Shares in the Lloyd’s based (re)insurer Amlin plc have climbed to a new high of 314p on the London Stock Exchange as the company gave another upbeat trading statement last week.

With less than a month to go until year-end, the company is reaping the rewards of its decision a year ago to cut back on its reinsurance spend in the aftermath of the leap in catastrophe rates following Hurricane Katrina.

Pushing the company’s share price up by over 7 percent in a week, Amlin’s chief executive Charles Philipps told investors that the full-year result should now be “well ahead of current market forecasts” with a current 2006 claims ratio of only 10.5 percent, its lowest yet, assuming no major cat losses in the last month of the year.

Shares in the group were trading at 314p today after the company said last week that it had increased its business written by 25 percent for the year.

Despite the heavy storm losses last year, Amlin declared a record result of £182.7mn in 2005 through the judicious use of reinsurance/retro.

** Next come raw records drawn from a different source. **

//! Slot scheduling and reservation services.
//!
//! This module implements the [`ScheduleCommand`] and [`ScheduleQuery`]
//! driving ports. Input validation and error mapping live here; the atomic
//! slot transitions are delegated to the [`ScheduleRepository`].

use std::sync::Arc;

use async_trait::async_trait;
use chrono::{DateTime, Duration, NaiveDate, Utc};
use mockable::Clock;
use tracing::{debug, info};

use crate::domain::ports::{
    ConfigureDayRequest, DayConfigured, MassCancelOutcome, OpenSlot, OpenSlots, ScheduleCommand,
    ScheduleQuery, ScheduleRepository, SiteRepository,
};
use crate::domain::{
    BookingDetails, Confirmation, DaySettings, Error, Hold, HoldToken, MINUTES_PER_DAY,
    ManageToken, OperatingCalendar, Reservation, ReservationId, SiteId, SlotKey, SlotTime,
    generate_time_grid,
};

/// Most work-in slots allowed per hour (one per minute).
const MAX_WORKINS_PER_HOUR: u32 = 60;

/// Default lifetime of a hold.
pub const DEFAULT_HOLD_WINDOW_SECONDS: i64 = 120;

/// Schedule service implementing the scheduling driving ports.
#[derive(Clone)]
pub struct ScheduleService<R, S> {
    schedule_repo: Arc<R>,
    site_repo: Arc<S>,
    clock: Arc<dyn Clock>,
    calendar: OperatingCalendar,
    hold_window: Duration,
}

impl<R, S> ScheduleService<R, S> {
    /// Create a service with a UTC calendar and the default hold window.
    pub fn new(schedule_repo: Arc<R>, site_repo: Arc<S>, clock: Arc<dyn Clock>) -> Self {
        Self {
            schedule_repo,
            site_repo,
            clock,
            calendar: OperatingCalendar::utc(),
            hold_window: Duration::seconds(DEFAULT_HOLD_WINDOW_SECONDS),
        }
    }

    /// Use `calendar` to resolve "today".
    #[must_use]
    pub fn with_calendar(mut self, calendar: OperatingCalendar) -> Self {
        self.calendar = calendar;
        self
    }

    /// Override how long holds last.
    #[must_use]
    pub fn with_hold_window(mut self, hold_window: Duration) -> Self {
        self.hold_window = hold_window;
        self
    }

    fn now(&self) -> DateTime<Utc> {
        self.clock.utc()
    }

    fn resolve_date(&self, date: Option<NaiveDate>) -> NaiveDate {
        date.unwrap_or_else(|| self.calendar.today(self.now()))
    }
}

impl<R, S> ScheduleService<R, S>
where
    R: ScheduleRepository,
    S: SiteRepository,
{
    fn validate_day(request: &ConfigureDayRequest) -> Result<(), Error> {
        if request.loads_target > MINUTES_PER_DAY {
            return Err(Error::invalid_request(format!(
                "loads_target must be at most {MINUTES_PER_DAY}"
            )));
        }
        if request.workins_per_hour > MAX_WORKINS_PER_HOUR {
            return Err(Error::invalid_request(format!(
                "workins_per_hour must be at most {MAX_WORKINS_PER_HOUR}"
            )));
        }
        Ok(())
    }
}

#[async_trait]
impl<R, S> ScheduleCommand for ScheduleService<R, S>
where
    R: ScheduleRepository,
    S: SiteRepository,
{
    async fn configure_day(&self, request: ConfigureDayRequest) -> Result<DayConfigured, Error> {
        Self::validate_day(&request)?;
        let site = self
            .site_repo
            .find_site(request.site_id)
            .await
            .map_err(Error::from)?
            .ok_or_else(|| Error::not_found(format!("site {} not found", request.site_id)))?;

        let settings = DaySettings {
            site_id: request.site_id,
            date: request.date,
            loads_target: request.loads_target,
            open_time: request.open_time,
            close_time: request.close_time,
            workins_per_hour: request.workins_per_hour,
            paused: request.paused,
        };
        let grid = generate_time_grid(&settings, site.min_interval_minutes);
        let created = self
            .schedule_repo
            .save_day(&settings, grid.slots())
            .await
            .map_err(Error::from)?;

        info!(
            site = %site.code,
            date = %request.date,
            interval_min = grid.interval_minutes(),
            generated = grid.slots().len(),
            created,
            "schedule configured"
        );
        Ok(DayConfigured {
            interval_min: grid.interval_minutes(),
            slots_generated: grid.slots().len(),
            slots_created: created,
        })
    }

    async fn hold(&self, key: SlotKey) -> Result<Hold, Error> {
        let now = self.now();
        let hold = self
            .schedule_repo
            .place_hold(&key, HoldToken::generate(), now + self.hold_window, now)
            .await
            .map_err(Error::from)?;
        debug!(site_id = %key.site_id, date = %key.date, time = %key.time, "slot held");
        Ok(hold)
    }

    async fn confirm(
        &self,
        token: HoldToken,
        details: BookingDetails,
    ) -> Result<Confirmation, Error> {
        let reservation = self
            .schedule_repo
            .confirm_hold(token, &details, ManageToken::generate(), self.now())
            .await
            .map_err(Error::from)?;
        info!(
            reservation_id = %reservation.id,
            site_id = %reservation.site_id,
            date = %reservation.date,
            time = %reservation.slot_time,
            "reservation confirmed"
        );
        Ok(Confirmation {
            reservation_id: reservation.id,
            manage_token: reservation.manage_token,
            slot_time: reservation.slot_time,
        })
    }

    async fn release(&self, token: HoldToken) -> Result<(), Error> {
        let released = self
            .schedule_repo
            .release_hold(token)
            .await
            .map_err(Error::from)?;
        debug!(released, "hold release requested");
        Ok(())
    }

    async fn reassign(
        &self,
        reservation_id: ReservationId,
        target: SlotTime,
    ) -> Result<Reservation, Error> {
        let reservation = self
            .schedule_repo
            .reassign(reservation_id, target, self.now())
            .await
            .map_err(Error::from)?;
        info!(%reservation_id, time = %target, "reservation reassigned");
        Ok(reservation)
    }

    async fn cancel(&self, reservation_id: ReservationId) -> Result<(), Error> {
        self.schedule_repo
            .cancel(reservation_id)
            .await
            .map_err(Error::from)?;
        info!(%reservation_id, "reservation cancelled");
        Ok(())
    }

    async fn mass_cancel(
        &self,
        site_id: SiteId,
        date: NaiveDate,
        reservation_ids: Vec<ReservationId>,
    ) -> Result<MassCancelOutcome, Error> {
        if reservation_ids.is_empty() {
            return Err(Error::invalid_request("reservation_ids must not be empty"));
        }
        let cancelled = self
            .schedule_repo
            .cancel_many_on_day(site_id, date, &reservation_ids)
            .await
            .map_err(Error::from)?;
        info!(
            %site_id,
            %date,
            attempted = reservation_ids.len(),
            cancelled,
            "mass cancellation applied"
        );
        Ok(MassCancelOutcome {
            canceled: reservation_ids.len(),
        })
    }

    async fn cancel_by_manage_token(&self, token: ManageToken) -> Result<(), Error> {
        let reservation = self
            .schedule_repo
            .find_by_manage_token(token)
            .await
            .map_err(Error::from)?
            .ok_or_else(|| Error::not_found("reservation not found"))?;
        self.cancel(reservation.id).await
    }
}

#[async_trait]
impl<R, S> ScheduleQuery for ScheduleService<R, S>
where
    R: ScheduleRepository,
    S: SiteRepository,
{
    async fn open_slots(
        &self,
        site_id: SiteId,
        date: Option<NaiveDate>,
    ) -> Result<OpenSlots, Error> {
        let date = self.resolve_date(date);
        let now = self.now();
        let paused = self
            .schedule_repo
            .day_settings(site_id, date)
            .await
            .map_err(Error::from)?
            .is_some_and(|settings| settings.paused);
        let slots = self
            .schedule_repo
            .list_slots(site_id, date)
            .await
            .map_err(Error::from)?
            .into_iter()
            .filter(|slot| slot.state.is_available(now))
            .map(|slot| OpenSlot {
                time: slot.key.time,
                is_workin: slot.is_workin,
            })
            .collect();
        Ok(OpenSlots {
            site_id,
            date,
            paused,
            slots,
        })
    }

    async fn appointments(
        &self,
        site_id: SiteId,
        date: Option<NaiveDate>,
    ) -> Result<Vec<Reservation>, Error> {
        let date = self.resolve_date(date);
        self.schedule_repo
            .list_reservations(site_id, date)
            .await
            .map_err(Error::from)
    }

    async fn find_by_manage_token(&self, token: ManageToken) -> Result<Reservation, Error> {
        self.schedule_repo
            .find_by_manage_token(token)
            .await
            .map_err(Error::from)?
            .ok_or_else(|| Error::not_found("reservation not found"))
    }
}

#[cfg(test)]
#[path = "schedule_service_tests.rs"]
mod tests;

But, in the face of climbing catastrophe rates after Hurricane Katrina, the group reduced its overall reinsurance spend from 17.7 percent of gross business written last year to around 9.4 percent this year. This meant the company would be better positioned to reap the reward of its underwriting if losses this year were less than feared – as is proving the case.

Morgan Stanley analyst David Collins said investors should expect close to fifty percent book value growth in the “Best in Class” company over the next two years.

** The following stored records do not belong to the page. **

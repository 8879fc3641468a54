//! Truck queue storage and the alert ledger.

use async_trait::async_trait;
use chrono::{DateTime, NaiveDate, Utc};

use crate::domain::ports::{TruckRepository, TruckRepositoryError};
use crate::domain::{
    LineType, NewTruck, Notification, NotificationKind, PhoneNumber, QueueCode, SiteId, Truck,
    TruckChange, TruckId, TruckStatus,
};

use super::InMemoryYardStore;

#[async_trait]
impl TruckRepository for InMemoryYardStore {
    async fn find_truck(&self, id: TruckId) -> Result<Option<Truck>, TruckRepositoryError> {
        Ok(self.lock().trucks.get(&id).cloned())
    }

    async fn current_entry(
        &self,
        date: NaiveDate,
        phone: &PhoneNumber,
        site_id: Option<SiteId>,
    ) -> Result<Option<Truck>, TruckRepositoryError> {
        let state = self.lock();
        let id = state
            .current_entries
            .iter()
            .filter(|((site, day, owner), _)| {
                *day == date && owner == phone && site_id.is_none_or(|wanted| wanted == *site)
            })
            .map(|(_, id)| *id)
            .max();
        Ok(id.and_then(|id| state.trucks.get(&id).cloned()))
    }

    async fn create_truck(&self, truck: NewTruck) -> Result<Truck, TruckRepositoryError> {
        let mut state = self.lock();
        let id = TruckId::new(state.last_truck_id + 1);
        state.last_truck_id = id.get();
        let key = (truck.site_id, truck.checkin_date, truck.phone.clone());
        let created = Truck::from_new(id, truck);
        state.trucks.insert(id, created.clone());
        state.current_entries.insert(key, id);
        Ok(created)
    }

    async fn apply_change(
        &self,
        id: TruckId,
        change: TruckChange,
    ) -> Result<Truck, TruckRepositoryError> {
        let mut state = self.lock();
        let stored = state
            .trucks
            .get_mut(&id)
            .ok_or_else(|| TruckRepositoryError::not_found(id.get()))?;
        change.apply_to(stored);
        Ok(stored.clone())
    }

    async fn find_by_queue_code(
        &self,
        site_id: SiteId,
        date: NaiveDate,
        code: &QueueCode,
    ) -> Result<Option<Truck>, TruckRepositoryError> {
        Ok(self
            .lock()
            .trucks
            .values()
            .filter(|t| {
                t.site_id == site_id && t.checkin_date == date && t.queue_code.as_ref() == Some(code)
            })
            .max_by_key(|t| t.id)
            .cloned())
    }

    async fn list_trucks_for_day(
        &self,
        site_id: SiteId,
        date: NaiveDate,
    ) -> Result<Vec<Truck>, TruckRepositoryError> {
        Ok(self
            .lock()
            .trucks
            .values()
            .filter(|t| t.site_id == site_id && t.checkin_date == date)
            .cloned()
            .collect())
    }

    async fn list_trucks_in_range(
        &self,
        site_id: SiteId,
        start: NaiveDate,
        end: NaiveDate,
        line_type: Option<LineType>,
    ) -> Result<Vec<Truck>, TruckRepositoryError> {
        Ok(self
            .lock()
            .trucks
            .values()
            .filter(|t| {
                t.site_id == site_id
                    && (start..=end).contains(&t.checkin_date)
                    && line_type.is_none_or(|line| line == t.line_type)
            })
            .cloned()
            .collect())
    }

    async fn has_notification(
        &self,
        truck_id: TruckId,
        kind: NotificationKind,
    ) -> Result<bool, TruckRepositoryError> {
        Ok(self
            .lock()
            .notifications
            .iter()
            .any(|n| n.truck_id == truck_id && n.kind == kind))
    }

    async fn record_notification(
        &self,
        truck_id: TruckId,
        kind: NotificationKind,
        message: &str,
        now: DateTime<Utc>,
    ) -> Result<(), TruckRepositoryError> {
        self.lock().notifications.push(Notification {
            truck_id,
            kind,
            message: message.to_owned(),
            created_at: now,
        });
        Ok(())
    }

    async fn mark_eta_prompted(
        &self,
        truck_id: TruckId,
        message: &str,
        now: DateTime<Utc>,
    ) -> Result<bool, TruckRepositoryError> {
        let mut state = self.lock();
        let truck = state
            .trucks
            .get_mut(&truck_id)
            .ok_or_else(|| TruckRepositoryError::not_found(truck_id.get()))?;
        let due = truck.eta_at.is_some_and(|eta_at| eta_at < now);
        if truck.status != TruckStatus::EnRoute || !due || truck.eta_prompted_at.is_some() {
            return Ok(false);
        }
        truck.eta_prompted_at = Some(now);
        state.notifications.push(Notification {
            truck_id,
            kind: NotificationKind::EtaExpired,
            message: message.to_owned(),
            created_at: now,
        });
        Ok(true)
    }
}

“Today's trading statement from Amlin suggests to us that the company's underlying earnings power is stronger than previously thought,” he noted. “We had reckoned that a 'blue-sky' catastrophe free 2006 could deliver up to 37.5p of earnings, but it now appears that nearer 40p is more likely,” he added while increasing his price target on the company from 315p to 330p. 

Amlin said that the average renewal rate increase for Syndicate 2001 for the first nine months of 2006 was 7.9 percent with renewal retention at 79 percent. The non-marine division experienced the highest levels with rate increases of 12.4 percent and a retention rate of 81 percent.

The group’s gross written premium to 30 September was £822mn, up a quarter from the prior-year period. Syndicate 2001’s gross written premium to the end of September was £730mn compared to £657mn for the previous year, including £26mn written on behalf of Amlin Bermuda.

Amlin Bermuda has written a total £118mn of premium income with the company adding that this was mainly reinsurance business “where the rating environment has been strong”.

The company also reported “strong” investment performance with equity returns for the first nine months of 2006 reaching 9.3 percent. Amlin’s weighted average return on cash and investments, of £2.2bn, was 3.3 percent to the end of October.